** DATASET CONTENT follows **

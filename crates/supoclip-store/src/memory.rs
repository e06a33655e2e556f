//! In-memory store for tests and single-process development.

use async_trait::async_trait;
use std::collections::HashMap;
use std::sync::{Arc, RwLock};
use std::time::{Duration, Instant};

use supoclip_models::{Clip, Source, SourceId, Task, TaskId};

use crate::error::{StoreError, StoreResult};
use crate::store::TaskStore;

/// Thread-safe in-memory task store.
#[derive(Debug, Clone, Default)]
pub struct MemoryTaskStore {
    state: Arc<RwLock<MemoryState>>,
}

#[derive(Debug, Default)]
struct MemoryState {
    tasks: HashMap<TaskId, Task>,
    sources: HashMap<SourceId, Source>,
    clips: HashMap<TaskId, Vec<Clip>>,
    /// Lease holder and expiry per task
    leases: HashMap<TaskId, (String, Instant)>,
}

fn check_version(existing: &Task, expected_version: u64) -> StoreResult<()> {
    if existing.version == expected_version {
        Ok(())
    } else {
        Err(StoreError::stale(&existing.id, expected_version))
    }
}

impl MemoryTaskStore {
    pub fn new() -> Self {
        Self::default()
    }

    /// Number of stored tasks.
    pub fn task_count(&self) -> usize {
        self.read().map(|s| s.tasks.len()).unwrap_or(0)
    }

    fn read(&self) -> StoreResult<std::sync::RwLockReadGuard<'_, MemoryState>> {
        self.state
            .read()
            .map_err(|e| StoreError::backend(e.to_string()))
    }

    fn write(&self) -> StoreResult<std::sync::RwLockWriteGuard<'_, MemoryState>> {
        self.state
            .write()
            .map_err(|e| StoreError::backend(e.to_string()))
    }
}

#[async_trait]
impl TaskStore for MemoryTaskStore {
    async fn insert_task(&self, task: &Task, source: &Source) -> StoreResult<()> {
        let mut state = self.write()?;
        if state.tasks.contains_key(&task.id) {
            return Err(StoreError::conflict(format!("task {} already exists", task.id)));
        }
        state.sources.insert(source.id.clone(), source.clone());
        state.tasks.insert(task.id.clone(), task.clone());
        Ok(())
    }

    async fn get_task(&self, id: &TaskId) -> StoreResult<Option<Task>> {
        Ok(self.read()?.tasks.get(id).cloned())
    }

    async fn put_task(&self, task: &Task, expected_version: u64) -> StoreResult<()> {
        let mut state = self.write()?;
        match state.tasks.get_mut(&task.id) {
            Some(existing) => {
                check_version(existing, expected_version)?;
                *existing = task.clone();
                Ok(())
            }
            None => Err(StoreError::NotFound(task.id.clone())),
        }
    }

    async fn get_source(&self, id: &SourceId) -> StoreResult<Option<Source>> {
        Ok(self.read()?.sources.get(id).cloned())
    }

    async fn put_source(&self, source: &Source) -> StoreResult<()> {
        let mut state = self.write()?;
        match state.sources.get_mut(&source.id) {
            Some(existing) => {
                *existing = source.clone();
                Ok(())
            }
            None => Err(StoreError::conflict(format!("source {} does not exist", source.id))),
        }
    }

    async fn delete_source(&self, id: &SourceId) -> StoreResult<()> {
        let mut state = self.write()?;
        state.sources.remove(id);
        for task in state.tasks.values_mut() {
            if task.source_id.as_ref() == Some(id) {
                task.source_id = None;
                task.version += 1;
            }
        }
        Ok(())
    }

    async fn complete_task(
        &self,
        task: &Task,
        clips: &[Clip],
        expected_version: u64,
    ) -> StoreResult<()> {
        let mut state = self.write()?;
        match state.tasks.get(&task.id) {
            Some(existing) => check_version(existing, expected_version)?,
            None => return Err(StoreError::NotFound(task.id.clone())),
        }
        state.clips.insert(task.id.clone(), clips.to_vec());
        state.tasks.insert(task.id.clone(), task.clone());
        Ok(())
    }

    async fn list_clips(&self, task_id: &TaskId) -> StoreResult<Vec<Clip>> {
        let mut clips = self.read()?.clips.get(task_id).cloned().unwrap_or_default();
        clips.sort_by_key(|c| c.clip_order);
        Ok(clips)
    }

    async fn delete_task(&self, id: &TaskId) -> StoreResult<Vec<Clip>> {
        let mut state = self.write()?;
        let task = state
            .tasks
            .remove(id)
            .ok_or_else(|| StoreError::NotFound(id.clone()))?;
        if let Some(source_id) = &task.source_id {
            state.sources.remove(source_id);
        }
        state.leases.remove(id);
        Ok(state.clips.remove(id).unwrap_or_default())
    }

    async fn acquire_lease(
        &self,
        task_id: &TaskId,
        holder: &str,
        ttl: Duration,
    ) -> StoreResult<bool> {
        let mut state = self.write()?;
        let now = Instant::now();
        if let Some((_, expires_at)) = state.leases.get(task_id) {
            if *expires_at > now {
                return Ok(false);
            }
        }
        state
            .leases
            .insert(task_id.clone(), (holder.to_string(), now + ttl));
        Ok(true)
    }

    async fn renew_lease(
        &self,
        task_id: &TaskId,
        holder: &str,
        ttl: Duration,
    ) -> StoreResult<bool> {
        let mut state = self.write()?;
        let now = Instant::now();
        match state.leases.get_mut(task_id) {
            Some((owner, expires_at)) if owner == holder && *expires_at > now => {
                *expires_at = now + ttl;
                Ok(true)
            }
            _ => Ok(false),
        }
    }

    async fn release_lease(&self, task_id: &TaskId, holder: &str) -> StoreResult<()> {
        let mut state = self.write()?;
        if state
            .leases
            .get(task_id)
            .is_some_and(|(owner, _)| owner == holder)
        {
            state.leases.remove(task_id);
        }
        Ok(())
    }

    async fn ping(&self) -> StoreResult<()> {
        self.read().map(|_| ())
    }
}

** End of DATASET CONTENT **

* **YOUR TASK**
Wherever the string "StoreError" appears in the data above, copy the line it sits in.

* **SOLUTION**
use crate::error::{StoreError, StoreResult};
        Err(StoreError::stale(&existing.id, expected_version))
            .map_err(|e| StoreError::backend(e.to_string()))
            .map_err(|e| StoreError::backend(e.to_string()))
            return Err(StoreError::conflict(format!("task {} already exists", task.id)));
            None => Err(StoreError::NotFound(task.id.clone())),
            None => Err(StoreError::conflict(format!("source {} does not exist", source.id))),
            None => return Err(StoreError::NotFound(task.id.clone())),
            .ok_or_else(|| StoreError::NotFound(id.clone()))?;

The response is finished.